A Saint-Léonard, tout le monde est dans la joie. Quand après vêpres mes sœurs viennent prendre le thé avec nous, pour la première fois peut-être depuis la guerre on se reprend à former ensemble des projets d’avenir. -


7 octobre. — Je travaillais paisiblement dans mon atelier, quand Marie-Jeanne vient me dire qu’il se prépare évidemment quelque chose, que l’on voit circuler des soldats dans la cour collégiale avec des instruments de musique. Ils ont emprunté des chaises chez nos voisines et les ont placées en face de notre maison. Presque en même temps le brave colonel entrait en souriant et me disait qu’il s’était permis, comme il s’en allait en congé, de nous offrir avant son départ une petite surprise : un concert de tziganes... Les musiciens se sont réunis entre temps, le cymbalon est au centre. Tandis qu’ils accordent leurs violons, je fais préparer le thé que le colonel accepte avec grand plaisir... Le colonel commande lui-même ses morceaux de prédilection... Des valses lentes alternent avec des airs populaires hongrois d’une mélancolie captivante. Heureux du plaisir que nous manifestons, le colonel cause avec nous comme avec de vieilles connaissances et ne se gêne nullement pour parler de l’arrivée prochaine des Français. Attirés par la musique, les soldats arrivent de tous côtés et forment cercle autour de l’orchestre. Je fais distribuer des rasades aux musiciens. Les morceaux se succèdent sans interruption.
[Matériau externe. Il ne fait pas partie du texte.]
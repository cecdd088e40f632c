//! Integration tests for rpcwire.
//!
//! Codec-level checks run on in-memory frames; transport checks run a real
//! client and server over loopback TCP.

use std::sync::atomic::{AtomicUsize, Ordering};
use std::sync::Arc;
use std::time::Duration;

use rpcwire::codec::{compression_id, serialization_id, PluginRegistry};
use rpcwire::protocol::{
    AttrValue, AuthResult, Authentication, FrameCodec, Header, Invocation, Message, MsgType,
    Negotiation, Payload, Session,
};
use rpcwire::{Client, CodecConfig, ConnState, RpcError, Server};

fn codec() -> FrameCodec {
    FrameCodec::new(Arc::new(PluginRegistry::with_defaults()), CodecConfig::default())
}

/// Decode the single frame contained in `bytes`.
fn decode_one(codec: &FrameCodec, bytes: &[u8]) -> Result<Option<Message>, rpcwire::CodecError> {
    let mut buffer = codec.frame_buffer();
    let mut frames = buffer.push(bytes)?;
    assert_eq!(frames.len(), 1);
    codec.decode(frames.remove(0))
}

async fn echo_server() -> Server {
    Server::builder("127.0.0.1:0")
        .on_invoke(|inv, _ctx| async move {
            if inv.method == "fail" {
                return Err(RpcError::Protocol("refusing to fail".into()));
            }
            if inv.method == "slow" {
                tokio::time::sleep(Duration::from_millis(150)).await;
            }
            Ok(serde_json::json!(inv.args))
        })
        .bind()
        .await
        .unwrap()
}

async fn connect(server: &Server) -> Client {
    Client::builder(server.local_addr().to_string())
        .connect()
        .await
        .unwrap()
}

// ============================================================================
// Codec
// ============================================================================

/// BizReq 42 on session 7 with one string attribute.
#[test]
fn test_example_request_frame() {
    let codec = codec();
    let header = Header::new(MsgType::BizReq, 42)
        .with_session_id(7)
        .with_serialization(serialization_id::MSGPACK)
        .with_compression(compression_id::NONE)
        .with_attribute(1, "tenant-A");
    let invocation = Invocation::new("com.acme.Greeter", "greet").with_arg("world");

    let (encoded, bytes) = codec
        .encode_to_bytes(Message::request(header, Payload::from(invocation.clone())))
        .unwrap();

    // 18 fixed bytes + key(1) + tag(1) + len(2) + "tenant-A"(8)
    assert_eq!(encoded.header_length(), 30);
    assert_eq!(encoded.compression, compression_id::NONE);

    let msg = decode_one(&codec, &bytes).unwrap().unwrap();
    assert!(msg.is_request());
    assert_eq!(msg.msg_id(), 42);
    assert_eq!(msg.header().session_id, 7);
    assert_eq!(msg.header().compression, compression_id::NONE);
    assert_eq!(
        msg.header().attributes().get(1),
        Some(AttrValue::Str("tenant-A".into()))
    );
    assert_eq!(msg.payload(), Some(&Payload::Invocation(invocation)));
}

#[test]
fn test_attribute_widths_survive() {
    let codec = codec();
    let header = Header::new(MsgType::NegotiationReq, 3)
        .with_serialization(serialization_id::JSON)
        .with_attribute(1, 70_000i32)
        .with_attribute(2, -300i16)
        .with_attribute(3, 7i8)
        .with_attribute(4, "label");
    let sent = header.attributes().snapshot();

    let (_, bytes) = codec
        .encode_to_bytes(Message::request(header, Payload::from(Negotiation::default())))
        .unwrap();
    let msg = decode_one(&codec, &bytes).unwrap().unwrap();

    assert_eq!(msg.header().attributes().snapshot(), sent);
    assert_eq!(msg.header().attributes().get(2), Some(AttrValue::Int16(-300)));
    assert_eq!(msg.header().attributes().get(3), Some(AttrValue::Int8(7)));
}

#[test]
fn test_unknown_message_type_rejected() {
    let codec = codec();
    let header = Header::new(MsgType::HeartbeatReq, 5).with_serialization(serialization_id::MSGPACK);
    let (_, bytes) = codec.encode_to_bytes(Message::request(header, None)).unwrap();

    // magic(2) + length(4) + header length(2) puts the type byte at 8
    let mut patched = bytes.to_vec();
    patched[8] = 0x7F;

    let err = decode_one(&codec, &patched).unwrap_err();
    assert!(err.is_format());
    assert!(err.message().contains("0x7F"));
}

#[test]
fn test_compression_only_above_threshold() {
    let codec = codec();
    let request = |id: u32, arg: String| {
        Message::request(
            Header::new(MsgType::BizReq, id)
                .with_serialization(serialization_id::MSGPACK)
                .with_compression(compression_id::GZIP),
            Payload::from(Invocation::new("svc", "put").with_arg(arg)),
        )
    };

    let (small, small_bytes) = codec.encode_to_bytes(request(1, "tiny".into())).unwrap();
    assert_eq!(small.compression, compression_id::NONE);
    let decoded = decode_one(&codec, &small_bytes).unwrap().unwrap();
    assert_eq!(decoded.header().compression, compression_id::NONE);

    let (large, large_bytes) = codec.encode_to_bytes(request(2, "x".repeat(8192))).unwrap();
    assert_eq!(large.compression, compression_id::GZIP);
    assert!(large_bytes.len() < 8192);
    let decoded = decode_one(&codec, &large_bytes).unwrap().unwrap();
    assert_eq!(decoded.header().compression, compression_id::GZIP);
    let inv = decoded.payload().and_then(Payload::as_invocation).unwrap();
    assert_eq!(inv.args[0].as_str().map(str::len), Some(8192));
}

/// Frames split at every byte boundary still decode.
#[test]
fn test_fragmented_frames() {
    let codec = codec();
    let mut wire = Vec::new();
    for id in 1..=3 {
        let header = Header::new(MsgType::BizReq, id).with_serialization(serialization_id::JSON);
        let inv = Invocation::new("svc", "m").with_arg(id);
        let (_, bytes) = codec
            .encode_to_bytes(Message::request(header, Payload::from(inv)))
            .unwrap();
        wire.extend_from_slice(&bytes);
    }

    let mut buffer = codec.frame_buffer();
    let mut frames = Vec::new();
    for byte in &wire {
        frames.extend(buffer.push(std::slice::from_ref(byte)).unwrap());
    }

    assert_eq!(frames.len(), 3);
    for (i, frame) in frames.into_iter().enumerate() {
        let msg = codec.decode(frame).unwrap().unwrap();
        assert_eq!(msg.msg_id(), i as u32 + 1);
    }
}

// ============================================================================
// Transport
// ============================================================================

#[tokio::test]
async fn test_invoke_over_tcp() {
    let server = echo_server().await;
    let client = connect(&server).await;

    let result = client
        .invoke(Invocation::new("echo", "echo").with_arg("hi").with_arg(2))
        .await
        .unwrap();
    assert_eq!(result, serde_json::json!(["hi", 2]));

    let err = client.invoke(Invocation::new("echo", "fail")).await.unwrap_err();
    assert!(matches!(err, RpcError::Remote(msg) if msg.contains("refusing to fail")));

    assert!(client.heartbeat().await.is_ok());
    assert_eq!(server.connection_count(), 1);

    client.close(true).await;
    assert_eq!(client.state(), ConnState::Closed);
    server.close(true).await;
}

#[tokio::test]
async fn test_timeout_then_late_reply_is_ignored() {
    let server = echo_server().await;
    let client = connect(&server).await;

    let err = client
        .invoke_with_timeout(
            Invocation::new("echo", "slow"),
            Some(Duration::from_millis(30)),
        )
        .await
        .unwrap_err();
    assert!(err.is_timeout());

    // Let the late reply arrive; it must not disturb the next call.
    tokio::time::sleep(Duration::from_millis(200)).await;
    let result = client
        .invoke(Invocation::new("echo", "echo").with_arg(1))
        .await
        .unwrap();
    assert_eq!(result, serde_json::json!([1]));
    assert_eq!(client.channel().pending_calls(), 0);

    client.close(false).await;
    server.close(false).await;
}

#[tokio::test]
async fn test_server_close_fails_pending_calls() {
    let server = Server::builder("127.0.0.1:0")
        .on_invoke(|_inv, _ctx| async move {
            tokio::time::sleep(Duration::from_secs(3600)).await;
            Ok(serde_json::Value::Null)
        })
        .bind()
        .await
        .unwrap();
    let client = connect(&server).await;

    const N: usize = 5;
    let mut replies = Vec::new();
    for i in 0..N {
        let request = Message::request(
            Header::new(MsgType::BizReq, 0),
            Payload::from(Invocation::new("svc", "hang").with_arg(i)),
        );
        replies.push(
            client
                .channel()
                .request_async(request, Some(Duration::from_secs(60)))
                .await
                .unwrap(),
        );
    }
    assert_eq!(client.channel().pending_calls(), N);

    server.close(false).await;

    for reply in replies {
        let outcome = tokio::time::timeout(Duration::from_secs(5), reply)
            .await
            .expect("pending call left hanging");
        assert!(outcome.unwrap_err().is_connection_closed());
    }
    assert_eq!(client.channel().pending_calls(), 0);
    client.channel().wait_closed().await;
}

#[tokio::test]
async fn test_client_state_follows_server_disconnect() {
    let server = echo_server().await;
    let client = connect(&server).await;
    assert_eq!(client.state(), ConnState::Opened);

    server.close(false).await;
    client.channel().wait_closed().await;

    tokio::time::timeout(Duration::from_secs(5), async {
        while client.state() != ConnState::Closed {
            tokio::time::sleep(Duration::from_millis(5)).await;
        }
    })
    .await
    .expect("client lifecycle still open after disconnect");

    // A later close is a no-op on the dead connection
    client.close(true).await;
    assert_eq!(client.state(), ConnState::Closed);
}

#[tokio::test]
async fn test_graceful_close_drains_in_flight() {
    let server = echo_server().await;
    let client = connect(&server).await;

    let request = Message::request(
        Header::new(MsgType::BizReq, 0),
        Payload::from(Invocation::new("echo", "slow").with_arg("late")),
    );
    let reply = client.channel().request_async(request, None).await.unwrap();
    assert_eq!(client.channel().in_flight(), 1);

    client.close(true).await;

    let msg = reply.await.unwrap();
    let outcome = msg.payload().and_then(Payload::as_response).unwrap();
    assert_eq!(outcome.result, Some(serde_json::json!(["late"])));

    server.close(true).await;
}

#[tokio::test]
async fn test_server_calls_back_into_client() {
    let server = echo_server().await;
    let client = Client::builder(server.local_addr().to_string())
        .on_callback(|inv, _ctx| async move { Ok(serde_json::json!(format!("client saw {}", inv.method))) })
        .connect()
        .await
        .unwrap();

    // A round trip guarantees the server has registered the connection.
    client.heartbeat().await.unwrap();
    let channel = server.channels().pop().unwrap();

    let request = Message::request(
        Header::new(MsgType::CallbackReq, 0),
        Payload::from(Invocation::new("progress", "update")),
    );
    let reply = channel.request(request, None).await.unwrap();
    assert_eq!(reply.msg_type(), Some(MsgType::CallbackResp));
    let outcome = reply.payload().and_then(Payload::as_response).unwrap();
    assert_eq!(outcome.result, Some(serde_json::json!("client saw update")));

    client.close(true).await;
    server.close(true).await;
}

#[tokio::test]
async fn test_negotiation_session_and_auth() {
    let server = Server::builder("127.0.0.1:0")
        .on_invoke(|inv, _ctx| async move { Ok(serde_json::json!(inv.args)) })
        .authenticator(|auth: &Authentication, _peer: Option<std::net::SocketAddr>| AuthResult {
            success: auth.principal == "svc-a",
            message: None,
        })
        .bind()
        .await
        .unwrap();
    let client = connect(&server).await;

    let chosen = client
        .negotiate(Negotiation {
            serializations: vec![serialization_id::JSON, serialization_id::MSGPACK],
            compressions: vec![compression_id::ZLIB],
            ..Default::default()
        })
        .await
        .unwrap();
    assert_eq!(chosen.serialization, Some(serialization_id::JSON));
    assert_eq!(chosen.compression, Some(compression_id::ZLIB));

    client
        .open_session(Session::new(3, serialization_id::JSON, compression_id::NONE))
        .await
        .unwrap();
    let request = Message::request(
        Header::new(MsgType::BizReq, 0).with_session_id(3),
        Payload::from(Invocation::new("echo", "echo").with_arg("json")),
    );
    let reply = client.channel().request(request, None).await.unwrap();
    assert_eq!(reply.header().serialization, serialization_id::JSON);
    assert_eq!(reply.header().session_id, 3);

    let denied = client
        .authenticate(Authentication {
            principal: "intruder".into(),
            ..Default::default()
        })
        .await
        .unwrap();
    assert!(!denied.success);
    let granted = client
        .authenticate(Authentication {
            principal: "svc-a".into(),
            ..Default::default()
        })
        .await
        .unwrap();
    assert!(granted.success);

    client.close(true).await;
    server.close(true).await;
}

#[tokio::test]
async fn test_shared_server_closes_on_last_release() {
    let fired = Arc::new(AtomicUsize::new(0));
    let deregistered = Arc::new(AtomicUsize::new(0));
    let fired_counter = Arc::clone(&fired);
    let hook_counter = Arc::clone(&deregistered);

    let first = Server::builder("127.0.0.1:0")
        .on_last_close(move || {
            fired_counter.fetch_add(1, Ordering::SeqCst);
        })
        .before_close(move || {
            let counter = Arc::clone(&hook_counter);
            async move {
                counter.fetch_add(1, Ordering::SeqCst);
                Ok(())
            }
        })
        .bind()
        .await
        .unwrap();

    const K: usize = 4;
    let mut holders = vec![first.clone()];
    for _ in 1..K {
        holders.push(first.share().await.unwrap());
    }
    assert_eq!(first.ref_count(), K);

    let last = holders.pop().unwrap();
    for holder in holders {
        holder.close(true).await;
    }
    assert_eq!(first.state(), ConnState::Opened);
    assert_eq!(fired.load(Ordering::SeqCst), 0);

    // Still accepting connections
    let client = connect(&first).await;
    client.close(false).await;

    last.close(true).await;
    assert_eq!(first.state(), ConnState::Closed);
    assert_eq!(fired.load(Ordering::SeqCst), 1);
    assert_eq!(deregistered.load(Ordering::SeqCst), 1);

    let refused = Client::builder(first.local_addr().to_string()).connect().await;
    assert!(matches!(refused, Err(RpcError::Connect(_))));
}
Peu à peu les soldats se prennent à la taille pour essayer un pas de valse. On entraîne aussi les bonnes. Pour que les soldats qui assistent à la fête y trouvent leur compte, le colonel a donné l’ordre de mettre en perce un tonnelet de bière. Les tziganes jouent avec plus de verve encore. L’obscurité est à peu près complète. Et cette musique, interrompue par les rires et les acclamations des soldats, produit sur nous une impression singulière. C’est comme la fin d’un épouvantable cauchemar, la fête de la Paix...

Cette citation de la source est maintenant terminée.